> **Problem requirements**: The records are to be copied exactly and in full.

[Supplied entries Boundary: Start]

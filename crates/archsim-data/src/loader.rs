//! File-level plumbing: format detection, file discovery, deserialization.
//!
//! Scenario and engine-config documents may be written in RON, JSON or TOML;
//! the format is picked from the file extension.

use archsim_core::simulation::ConfigError;
use serde::de::DeserializeOwned;
use std::collections::HashMap;
use std::path::{Path, PathBuf};

// ===========================================================================
// Errors
// ===========================================================================

/// Errors that can occur while loading scenario data.
#[derive(Debug, thiserror::Error)]
pub enum DataLoadError {
    /// A required data file was not found in the given directory.
    #[error("required file '{file}' not found in {dir}")]
    MissingRequired { file: String, dir: PathBuf },

    /// The file has an extension we don't support.
    #[error("unsupported format for file: {file}")]
    UnsupportedFormat { file: PathBuf },

    /// Two files with the same base name but different formats exist.
    #[error("conflicting formats: {a} and {b}")]
    ConflictingFormats { a: PathBuf, b: PathBuf },

    /// A deserialization error, or a document that is well-formed but
    /// inconsistent.
    #[error("parse error in {file}: {detail}")]
    Parse { file: PathBuf, detail: String },

    /// A name reference could not be resolved.
    #[error("unresolved {expected_kind} reference '{name}' in {file}")]
    UnresolvedRef {
        file: PathBuf,
        name: String,
        expected_kind: &'static str,
    },

    /// A duplicate name was found.
    #[error("duplicate name '{name}' in {file}")]
    DuplicateName { file: PathBuf, name: String },

    /// The engine configuration holds unusable constants.
    #[error("invalid engine configuration: {0}")]
    Config(#[from] ConfigError),

    /// An I/O error occurred.
    #[error(transparent)]
    Io(#[from] std::io::Error),
}

// ===========================================================================
// Format detection
// ===========================================================================

/// Supported data file formats.
#[derive(Debug, Clone, Copy, PartialEq, Eq)]
pub enum Format {
    Ron,
    Toml,
    Json,
}

/// Detect the format of a file based on its extension.
pub fn detect_format(path: &Path) -> Result<Format, DataLoadError> {
    match path.extension().and_then(|e| e.to_str()) {
        Some("ron") => Ok(Format::Ron),
        Some("toml") => Ok(Format::Toml),
        Some("json") => Ok(Format::Json),
        _ => Err(DataLoadError::UnsupportedFormat {
            file: path.to_path_buf(),
        }),
    }
}

// ===========================================================================
// File discovery
// ===========================================================================

/// Scan `dir` for `{base_name}.ron`, `{base_name}.toml` or `{base_name}.json`.
///
/// Returns `Ok(None)` if none exists and `ConflictingFormats` if more than
/// one does.
pub fn find_data_file(dir: &Path, base_name: &str) -> Result<Option<PathBuf>, DataLoadError> {
    let mut found: Option<PathBuf> = None;

    for ext in ["ron", "toml", "json"] {
        let candidate = dir.join(format!("{base_name}.{ext}"));
        if candidate.exists() {
            if let Some(existing) = found {
                return Err(DataLoadError::ConflictingFormats {
                    a: existing,
                    b: candidate,
                });
            }
            found = Some(candidate);
        }
    }

    Ok(found)
}

/// Like [`find_data_file`], but a missing file is an error.
pub fn require_data_file(dir: &Path, base_name: &str) -> Result<PathBuf, DataLoadError> {
    find_data_file(dir, base_name)?.ok_or_else(|| DataLoadError::MissingRequired {
        file: base_name.to_string(),
        dir: dir.to_path_buf(),
    })
}

// ===========================================================================
// Deserialization
// ===========================================================================

fn parse_error(path: &Path, detail: impl ToString) -> DataLoadError {
    DataLoadError::Parse {
        file: path.to_path_buf(),
        detail: detail.to_string(),
    }
}

/// Read a file and deserialize it according to its extension.
pub fn deserialize_file<T: DeserializeOwned>(path: &Path) -> Result<T, DataLoadError> {
    let format = detect_format(path)?;
    let content = std::fs::read_to_string(path)?;
    tracing::debug!(file = %path.display(), ?format, bytes = content.len(), "loading data file");

    match format {
        Format::Ron => ron::from_str(&content).map_err(|e| parse_error(path, e)),
        Format::Json => serde_json::from_str(&content).map_err(|e| parse_error(path, e)),
        Format::Toml => toml::from_str(&content).map_err(|e| parse_error(path, e)),
    }
}

// ===========================================================================
// Name resolution helpers
// ===========================================================================

/// Look up a name in a map, returning an `UnresolvedRef` error if not found.
pub fn resolve_name<'a, V>(
    map: &'a HashMap<String, V>,
    name: &str,
    file: &Path,
    expected_kind: &'static str,
) -> Result<&'a V, DataLoadError> {
    map.get(name).ok_or_else(|| DataLoadError::UnresolvedRef {
        file: file.to_path_buf(),
        name: name.to_string(),
        expected_kind,
    })
}

/// Error with `DuplicateName` if `name` is already a key of `map`.
pub fn check_duplicate<V>(
    map: &HashMap<String, V>,
    name: &str,
    file: &Path,
) -> Result<(), DataLoadError> {
    if map.contains_key(name) {
        Err(DataLoadError::DuplicateName {
            file: file.to_path_buf(),
            name: name.to_string(),
        })
    } else {
        Ok(())
    }
}

// ===========================================================================
// Tests
// ===========================================================================
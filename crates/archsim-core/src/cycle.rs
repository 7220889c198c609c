//! Directed cycle detection from a single root.

use crate::graph::GraphIndex;
use std::collections::HashSet;

/// One DFS frame: a node and the index of the next outgoing edge to explore.
struct Frame<'a> {
    node: &'a str,
    next_edge: usize,
}

/// Returns true if the subgraph reachable from `start` contains a cycle.
///
/// Iterative depth-first search. `visited` holds every node ever entered;
/// `on_stack` only the nodes on the current path. A node leaves `on_stack`
/// once all of its outgoing edges have been explored, so reaching a visited
/// node that is no longer an ancestor is not a cycle.
///
/// An unknown `start` has nothing reachable and yields `false`.
pub fn has_cycle(index: &GraphIndex<'_>, start: &str) -> bool {
    let Some(root) = index.resolve_id(start) else {
        return false;
    };

    let mut visited: HashSet<&str> = HashSet::new();
    let mut on_stack: HashSet<&str> = HashSet::new();
    let mut stack = vec![Frame {
        node: root,
        next_edge: 0,
    }];
    visited.insert(root);
    on_stack.insert(root);

    while let Some(frame) = stack.last_mut() {
        let edges = index.edges_from(frame.node);
        let Some(&edge) = edges.get(frame.next_edge) else {
            on_stack.remove(frame.node);
            stack.pop();
            continue;
        };
        frame.next_edge += 1;

        let next = edge.target.as_str();
        if on_stack.contains(next) {
            return true;
        }
        if visited.insert(next) {
            on_stack.insert(next);
            stack.push(Frame {
                node: next,
                next_edge: 0,
            });
        }
    }

    false
}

[Supplied entries Boundary: End]

> **Exercise solution**:
filename crates/archsim-data/src/loader.rs
//! File-level plumbing: format detection, file discovery, deserialization.
//!
//! Scenario and engine-config documents may be written in RON, JSON or TOML;
//! the format is picked from the file extension.

use archsim_core::simulation::ConfigError;
use serde::de::DeserializeOwned;
use std::collections::HashMap;
use std::path::{Path, PathBuf};

// ===========================================================================
// Errors
// ===========================================================================

/// Errors that can occur while loading scenario data.
#[derive(Debug, thiserror::Error)]
pub enum DataLoadError {
    /// A required data file was not found in the given directory.
    #[error("required file '{file}' not found in {dir}")]
    MissingRequired { file: String, dir: PathBuf },

    /// The file has an extension we don't support.
    #[error("unsupported format for file: {file}")]
    UnsupportedFormat { file: PathBuf },

    /// Two files with the same base name but different formats exist.
    #[error("conflicting formats: {a} and {b}")]
    ConflictingFormats { a: PathBuf, b: PathBuf },

    /// A deserialization error, or a document that is well-formed but
    /// inconsistent.
    #[error("parse error in {file}: {detail}")]
    Parse { file: PathBuf, detail: String },

    /// A name reference could not be resolved.
    #[error("unresolved {expected_kind} reference '{name}' in {file}")]
    UnresolvedRef {
        file: PathBuf,
        name: String,
        expected_kind: &'static str,
    },

    /// A duplicate name was found.
    #[error("duplicate name '{name}' in {file}")]
    DuplicateName { file: PathBuf, name: String },

    /// The engine configuration holds unusable constants.
    #[error("invalid engine configuration: {0}")]
    Config(#[from] ConfigError),

    /// An I/O error occurred.
    #[error(transparent)]
    Io(#[from] std::io::Error),
}

// ===========================================================================
// Format detection
// ===========================================================================

/// Supported data file formats.
#[derive(Debug, Clone, Copy, PartialEq, Eq)]
pub enum Format {
    Ron,
    Toml,
    Json,
}

/// Detect the format of a file based on its extension.
pub fn detect_format(path: &Path) -> Result<Format, DataLoadError> {
    match path.extension().and_then(|e| e.to_str()) {
        Some("ron") => Ok(Format::Ron),
        Some("toml") => Ok(Format::Toml),
        Some("json") => Ok(Format::Json),
        _ => Err(DataLoadError::UnsupportedFormat {
            file: path.to_path_buf(),
        }),
    }
}

// ===========================================================================
// File discovery
// ===========================================================================

/// Scan `dir` for `{base_name}.ron`, `{base_name}.toml` or `{base_name}.json`.
///
/// Returns `Ok(None)` if none exists and `ConflictingFormats` if more than
/// one does.
pub fn find_data_file(dir: &Path, base_name: &str) -> Result<Option<PathBuf>, DataLoadError> {
    let mut found: Option<PathBuf> = None;

    for ext in ["ron", "toml", "json"] {
        let candidate = dir.join(format!("{base_name}.{ext}"));
        if candidate.exists() {
            if let Some(existing) = found {
                return Err(DataLoadError::ConflictingFormats {
                    a: existing,
                    b: candidate,
                });
            }
            found = Some(candidate);
        }
    }

    Ok(found)
}

/// Like [`find_data_file`], but a missing file is an error.
pub fn require_data_file(dir: &Path, base_name: &str) -> Result<PathBuf, DataLoadError> {
    find_data_file(dir, base_name)?.ok_or_else(|| DataLoadError::MissingRequired {
        file: base_name.to_string(),
        dir: dir.to_path_buf(),
    })
}

// ===========================================================================
// Deserialization
// ===========================================================================

fn parse_error(path: &Path, detail: impl ToString) -> DataLoadError {
    DataLoadError::Parse {
        file: path.to_path_buf(),
        detail: detail.to_string(),
    }
}

/// Read a file and deserialize it according to its extension.
pub fn deserialize_file<T: DeserializeOwned>(path: &Path) -> Result<T, DataLoadError> {
    let format = detect_format(path)?;
    let content = std::fs::read_to_string(path)?;
    tracing::debug!(file = %path.display(), ?format, bytes = content.len(), "loading data file");

    match format {
        Format::Ron => ron::from_str(&content).map_err(|e| parse_error(path, e)),
        Format::Json => serde_json::from_str(&content).map_err(|e| parse_error(path, e)),
        Format::Toml => toml::from_str(&content).map_err(|e| parse_error(path, e)),
    }
}

// ===========================================================================
// Name resolution helpers
// ===========================================================================

/// Look up a name in a map, returning an `UnresolvedRef` error if not found.
pub fn resolve_name<'a, V>(
    map: &'a HashMap<String, V>,
    name: &str,
    file: &Path,
    expected_kind: &'static str,
) -> Result<&'a V, DataLoadError> {
    map.get(name).ok_or_else(|| DataLoadError::UnresolvedRef {
        file: file.to_path_buf(),
        name: name.to_string(),
        expected_kind,
    })
}

/// Error with `DuplicateName` if `name` is already a key of `map`.
pub fn check_duplicate<V>(
    map: &HashMap<String, V>,
    name: &str,
    file: &Path,
) -> Result<(), DataLoadError> {
    if map.contains_key(name) {
        Err(DataLoadError::DuplicateName {
            file: file.to_path_buf(),
            name: name.to_string(),
        })
    } else {
        Ok(())
    }
}

// ===========================================================================
// Tests
// ===========================================================================
filename crates/archsim-core/src/cycle.rs
repository 7220889c198c609c
//! Directed cycle detection from a single root.

use crate::graph::GraphIndex;
use std::collections::HashSet;

/// One DFS frame: a node and the index of the next outgoing edge to explore.
struct Frame<'a> {
    node: &'a str,
    next_edge: usize,
}

/// Returns true if the subgraph reachable from `start` contains a cycle.
///
/// Iterative depth-first search. `visited` holds every node ever entered;
/// `on_stack` only the nodes on the current path. A node leaves `on_stack`
/// once all of its outgoing edges have been explored, so reaching a visited
/// node that is no longer an ancestor is not a cycle.
///
/// An unknown `start` has nothing reachable and yields `false`.
pub fn has_cycle(index: &GraphIndex<'_>, start: &str) -> bool {
    let Some(root) = index.resolve_id(start) else {
        return false;
    };

    let mut visited: HashSet<&str> = HashSet::new();
    let mut on_stack: HashSet<&str> = HashSet::new();
    let mut stack = vec![Frame {
        node: root,
        next_edge: 0,
    }];
    visited.insert(root);
    on_stack.insert(root);

    while let Some(frame) = stack.last_mut() {
        let edges = index.edges_from(frame.node);
        let Some(&edge) = edges.get(frame.next_edge) else {
            on_stack.remove(frame.node);
            stack.pop();
            continue;
        };
        frame.next_edge += 1;

        let next = edge.target.as_str();
        if on_stack.contains(next) {
            return true;
        }
        if visited.insert(next) {
            on_stack.insert(next);
            stack.push(Frame {
                node: next,
                next_edge: 0,
            });
        }
    }

    false
}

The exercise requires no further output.